Within a week I have managed to fall head over heels in love with Bonobos. As I shared in my last post my theme for the rest of the month is love. Why? It’s simple, I’m in love. In love with everything around me. A small smile plays at the corners of my mouth as I watch some of my close family and friends struggle to work out the details. In love? With who? Since when? What did I miss?

It’s not a specific romantic love that I’m talking about. It’s the kind of love that has me bursting from the seams, overflowing and ready to pour out into those around me. I’m in love with life, I’m in love with my life and I’m in love with everything about it. I’m one of the lucky ones you know?

I just finished reading Bonobo Handshake by Vanessa Woods and The Ape House by Sara Gruen. Woods is non-fiction and Gruen’s is fiction but based heavily on facts. The two are good friends and they have both entered into the world of the Congo and these precious animals that live here and have become Friends of Bonobos. Woods pointed out that 80% of people are living on $10 a day, there are 25,000 children EACH day that die of poverty, since 1945 there have only been 26 DAYS without war, more than 1 billion people in the human population live with unclean water, in 2009 in the Congo over 250, 000 women reported being raped. I am definitely one of the lucky ones.

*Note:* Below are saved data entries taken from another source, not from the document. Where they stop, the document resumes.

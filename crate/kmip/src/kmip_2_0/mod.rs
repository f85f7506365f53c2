//! The KMIP 2.0 dialect: tag registry, flat `Attributes` carriage, the
//! tagged `UniqueIdentifier` sum, and operation payload records.

pub mod kmip_attributes;
pub mod kmip_operations;
pub mod kmip_types;
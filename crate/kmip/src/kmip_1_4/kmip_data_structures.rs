use crate::{
    kmip_0::kmip_data_structures::{Attribute, AttributeValue},
    ttlv::TTLV,
    KmipError,
};

/// KMIP 1.4 §2.1.8 Template-Attribute: the structure that carries the
/// attributes of a Create or Register request in the 1.x dialect (2.0
/// flattened it into `Attributes`).
#[derive(Debug, Clone, Default, PartialEq, Eq)]
pub struct TemplateAttribute {
    pub attribute: Vec<Attribute>,
}

impl TemplateAttribute {
    /// Append an attribute under its semantic name.
    pub fn push(&mut self, name: impl Into<String>, value: AttributeValue) {
        self.attribute.push(Attribute::new(name, value));
    }

    #[must_use]
    pub fn to_ttlv(&self) -> TTLV {
        TTLV::structure(
            "TemplateAttribute",
            self.attribute
                .iter()
                .map(|attribute| attribute.to_ttlv("Attribute"))
                .collect(),
        )
    }

    pub fn from_ttlv(ttlv: &TTLV) -> Result<Self, KmipError> {
        let mut attribute = Vec::new();
        for item in ttlv.children_with_tag("Attribute") {
            attribute.push(Attribute::from_ttlv(item)?);
        }
        Ok(Self { attribute })
    }
}
//! The KMIP 2.0 dialect service: flat `Attributes` carriage, tagged
//! `UniqueIdentifier` values, identifier-list Locate responses, and a
//! real SetAttribute.

use kmsc_kmip::{
    kmip_0::{
        kmip_data_structures::{
            AttributeValue, KeyBlock, KeyMaterial, KeyValue, ManagedObject, Name, SecretData,
            SymmetricKey,
        },
        kmip_types::{ObjectType, Operation},
    },
    kmip_2_0::{
        kmip_attributes::{Attributes, CustomAttribute},
        kmip_operations::{
            ActivateRequestPayload, ActivateResponsePayload, AttributeNameValue,
            CreateRequestPayload, CreateResponsePayload, DestroyRequestPayload,
            DestroyResponsePayload, DiscoverVersionsRequestPayload,
            DiscoverVersionsResponsePayload, GetAttributesRequestPayload,
            GetAttributesResponsePayload, GetRequestPayload, GetResponsePayload,
            LocateRequestPayload, LocateResponsePayload, ModifyAttributeRequestPayload,
            ModifyAttributeResponsePayload, QueryRequestPayload, QueryResponsePayload,
            ReKeyRequestPayload, ReKeyResponsePayload, RegisterRequestPayload,
            RegisterResponsePayload, RevokeRequestPayload, RevokeResponsePayload,
            SetAttributeRequestPayload, SetAttributeResponsePayload,
        },
        kmip_types::UniqueIdentifier,
    },
    ttlv::TTLV,
};
use tracing::debug;

use super::{kmip14::key_material_hex, send_request, KmipOperations};
use crate::{
    batch::BatchOutput,
    config::ConfigurationSettings,
    error::{ClientError, ClientResult},
    ops::*,
    transport::KmipConnection,
};

fn uid(value: &str) -> UniqueIdentifier {
    UniqueIdentifier::TextString(value.to_owned())
}

fn create_attributes(req: &CreateKeyRequest) -> ClientResult<Attributes> {
    let mut attributes = Attributes {
        cryptographic_algorithm: Some(req.algorithm),
        cryptographic_length: Some(req.cryptographic_length),
        cryptographic_usage_mask: Some(req.cryptographic_usage_mask),
        object_group: None,
        name: vec![Name::uninterpreted(&req.id)],
        attribute: Vec::new(),
    };
    for (name, value) in &req.attributes {
        attributes.attribute.push(CustomAttribute {
            vendor_identification: "x".to_owned(),
            attribute_name: name.clone(),
            attribute_value: AttributeValue::TextString(value.clone()),
        });
    }
    Ok(attributes)
}

fn registered_object(req: &RegisterRequest) -> ManagedObject {
    let key_block = KeyBlock {
        key_format_type: req.key_format,
        key_value: Some(KeyValue {
            key_material: KeyMaterial::new(req.key_material.to_vec()),
        }),
        cryptographic_algorithm: None,
        cryptographic_length: None,
    };
    match req.object_type {
        ObjectType::SymmetricKey => ManagedObject::SymmetricKey(SymmetricKey { key_block }),
        _ => ManagedObject::SecretData(SecretData {
            secret_data_type: req.secret_data_type,
            key_block,
        }),
    }
}

/// KMIP 2.0.
pub struct Kmip20Service;
use std::io::Read;

use time::OffsetDateTime;

use crate::ttlv::{
    error::TtlvError,
    kmip_big_int::KmipBigInt,
    wire::kmip_tag::{tag_name, KmipTag},
    KmipEnumerationVariant, TTLValue, TtlvType, TTLV,
};

const fn padded(length: usize) -> usize {
    length + (8 - length % 8) % 8
}

/// Deserializes the KMIP byte form back into a [`TTLV`] tree.
///
/// Strict about the layout invariants: item lengths must match the item
/// type, structure contents must stay 8-byte aligned, and padding bytes
/// must be zero. Any violation means the stream is out of sync.
pub struct TTLVBytesDeserializer<R> {
    reader: R,
}

impl<R> TTLVBytesDeserializer<R>
where
    R: Read,
{
    pub const fn new(reader: R) -> Self {
        Self { reader }
    }

    /// Read one complete TTLV item; returns the item and the total number
    /// of bytes consumed (header + value + padding).
    pub fn read_ttlv<TAG: KmipTag>(&mut self) -> Result<(TTLV, usize), TtlvError> {
        // Tag (3 bytes)
        let mut tag_bytes = [0_u8; 3];
        self.reader.read_exact(&mut tag_bytes)?;
        let tag_value = u32::from_be_bytes([0, tag_bytes[0], tag_bytes[1], tag_bytes[2]]);
        let tag = tag_name::<TAG>(tag_value)?;

        // Type (1 byte)
        let mut type_byte = [0_u8; 1];
        self.reader.read_exact(&mut type_byte)?;
        let item_type = TtlvType::try_from(type_byte[0])?;

        // Length (4 bytes)
        let mut buf4 = [0_u8; 4];
        self.reader.read_exact(&mut buf4)?;
        let length = usize::try_from(u32::from_be_bytes(buf4))
            .map_err(|_e| TtlvError::from("length does not fit in usize"))?;

        // Value, padded to 8 bytes
        let (value, value_len) = match item_type {
            TtlvType::Structure => {
                if length % 8 != 0 {
                    return Err(TtlvError::Alignment(format!(
                        "structure `{tag}` length {length} is not a multiple of 8"
                    )));
                }
                let mut items = Vec::new();
                let mut remaining = length;
                while remaining > 0 {
                    let (item, size) = self.read_ttlv::<TAG>()?;
                    if size > remaining {
                        return Err(TtlvError::Alignment(format!(
                            "children of structure `{tag}` overrun its length"
                        )));
                    }
                    remaining -= size;
                    items.push(item);
                }
                (TTLValue::Structure(items), length)
            }
            TtlvType::Integer => {
                self.expect_length(&tag, item_type, length, 4)?;
                let mut buf = [0_u8; 4];
                self.reader.read_exact(&mut buf)?;
                let value = TTLValue::Integer(i32::from_be_bytes(buf));
                self.read_padding(&tag, 4)?;
                (value, 8)
            }
            TtlvType::LongInteger => {
                self.expect_length(&tag, item_type, length, 8)?;
                let mut buf = [0_u8; 8];
                self.reader.read_exact(&mut buf)?;
                (TTLValue::LongInteger(i64::from_be_bytes(buf)), 8)
            }
            TtlvType::BigInteger => {
                if length == 0 || length % 8 != 0 {
                    return Err(TtlvError::Alignment(format!(
                        "big integer `{tag}` length {length} is not a non-zero multiple of 8"
                    )));
                }
                let mut buf = vec![0_u8; length];
                self.reader.read_exact(&mut buf)?;
                (
                    TTLValue::BigInteger(KmipBigInt::from_signed_bytes_be(&buf)),
                    length,
                )
            }
            TtlvType::Enumeration => {
                self.expect_length(&tag, item_type, length, 4)?;
                let mut buf = [0_u8; 4];
                self.reader.read_exact(&mut buf)?;
                let value = TTLValue::Enumeration(KmipEnumerationVariant {
                    value: u32::from_be_bytes(buf),
                    name: String::new(),
                });
                self.read_padding(&tag, 4)?;
                (value, 8)
            }
            TtlvType::Boolean => {
                self.expect_length(&tag, item_type, length, 8)?;
                let mut buf = [0_u8; 8];
                self.reader.read_exact(&mut buf)?;
                let flag = buf.last().copied().unwrap_or_default() != 0;
                (TTLValue::Boolean(flag), 8)
            }
            TtlvType::TextString => {
                let mut buf = vec![0_u8; length];
                self.reader.read_exact(&mut buf)?;
                let value = TTLValue::TextString(String::from_utf8(buf)?);
                self.read_padding(&tag, length)?;
                (value, padded(length))
            }
            TtlvType::ByteString => {
                let mut buf = vec![0_u8; length];
                self.reader.read_exact(&mut buf)?;
                let value = TTLValue::ByteString(buf);
                self.read_padding(&tag, length)?;
                (value, padded(length))
            }
            TtlvType::DateTime => {
                self.expect_length(&tag, item_type, length, 8)?;
                let mut buf = [0_u8; 8];
                self.reader.read_exact(&mut buf)?;
                let timestamp = i64::from_be_bytes(buf);
                let t = OffsetDateTime::from_unix_timestamp(timestamp)
                    .map_err(|e| TtlvError::from(format!("invalid DateTime `{tag}`: {e}")))?;
                (TTLValue::DateTime(t), 8)
            }
            TtlvType::Interval => {
                self.expect_length(&tag, item_type, length, 4)?;
                let mut buf = [0_u8; 4];
                self.reader.read_exact(&mut buf)?;
                let value = TTLValue::Interval(u32::from_be_bytes(buf));
                self.read_padding(&tag, 4)?;
                (value, 8)
            }
        };

        Ok((TTLV { tag, value }, 8 + value_len))
    }

    fn expect_length(
        &self,
        tag: &str,
        item_type: TtlvType,
        found: usize,
        expected: usize,
    ) -> Result<(), TtlvError> {
        if found == expected {
            return Ok(());
        }
        Err(TtlvError::TypeMismatch {
            tag: tag.to_owned(),
            expected: format!("{expected}-byte {item_type}"),
            found: format!("length {found}"),
        })
    }

    /// Consume the zero padding that completes a `length`-byte value to the
    /// next multiple of 8.
    fn read_padding(&mut self, tag: &str, length: usize) -> Result<(), TtlvError> {
        let padding = (8 - length % 8) % 8;
        if padding == 0 {
            return Ok(());
        }
        let mut buf = [0_u8; 7];
        let pad = buf
            .get_mut(..padding)
            .ok_or_else(|| TtlvError::from("padding larger than 7 bytes"))?;
        self.reader.read_exact(pad)?;
        if pad.iter().any(|b| *b != 0) {
            return Err(TtlvError::Alignment(format!(
                "non-zero padding after `{tag}`"
            )));
        }
        Ok(())
    }
}
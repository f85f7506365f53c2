mod ttlv_wire;
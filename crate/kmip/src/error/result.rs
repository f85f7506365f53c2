use std::fmt::Display;

use super::KmipError;

pub type KmipResult<T> = Result<T, KmipError>;

/// Attach context to an error, the way `anyhow::Context` does, without
/// pulling the whole anyhow machinery into the protocol crate.
pub trait KmipResultHelper<T> {
    fn context(self, context: &str) -> KmipResult<T>;
    fn with_context<D: Display, O: FnOnce() -> D>(self, op: O) -> KmipResult<T>;
}

impl<T, E: std::error::Error> KmipResultHelper<T> for Result<T, E> {
    fn context(self, context: &str) -> KmipResult<T> {
        self.map_err(|e| KmipError::Default(format!("{context}: {e}")))
    }

    fn with_context<D: Display, O: FnOnce() -> D>(self, op: O) -> KmipResult<T> {
        self.map_err(|e| KmipError::Default(format!("{}: {e}", op())))
    }
}

impl<T> KmipResultHelper<T> for Option<T> {
    fn context(self, context: &str) -> KmipResult<T> {
        self.ok_or_else(|| KmipError::Default(context.to_owned()))
    }

    fn with_context<D: Display, O: FnOnce() -> D>(self, op: O) -> KmipResult<T> {
        self.ok_or_else(|| KmipError::Default(op().to_string()))
    }
}
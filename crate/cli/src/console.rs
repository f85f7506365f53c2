//! Command handlers for the interactive console.
//!
//! They call the uniform client layer, which supports both KMIP protocol
//! dialects, and print their results with plain `println!` since the
//! console user is meant to see them. The variable table and the command
//! dispatch are fields and methods here; the protocol engine below knows
//! nothing about them.

use std::{collections::HashMap, fs, time::Instant};

use colored::Colorize;
use kmsc_client::{
    ActivateKeyRequest, ConfigurationSettings, CreateKeyRequest, DestroyKeyRequest,
    DiscoverRequest, GetAttributeRequest, GetKeyRequest, KmipClient, LocateRequest, QueryRequest,
    ReKeyRequest, RegisterRequest, RevokeKeyRequest, Secret,
};
use kmsc_kmip::kmip_0::kmip_types::{
    KeyFormatType, ObjectType, ProtocolVersion, QueryFunction, SecretDataType,
};
use tracing::debug;

use crate::parser;

/// The variable `create` and `locate` store their result under, for use
/// as `${lastuid}` in later commands.
const LAST_UID: &str = "lastuid";

pub struct Console {
    client: KmipClient,
    variables: HashMap<String, String>,
}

So the Bonobos are the closest living relatives to Humans, sharing 98.7% of our DNA. They live in one area of the Congo and are continually endanger of being extinct. The amazing thing about Bonobos is that people have tried for years to draw the connection between what makes humans and bonobos so different when they are so similar. I mean, it’s like they’re right there! They can do everything Humans can do, including understand our language and a few have been trained to communicate through American Sign Language, yet they don’t take off and start flying airplanes, running countries or developing a “civilized” society.  Woods really focuses on the difference that may be more of a choice of Bonobos. They are a female-dominated, peaceful society.  They are altruistic and unlike our other close relative, chimpanzees, they don’t use violence to gain their means. They share their food, they love one another truly, they mate because they want to (well, they definitely love sex) and they enjoy life.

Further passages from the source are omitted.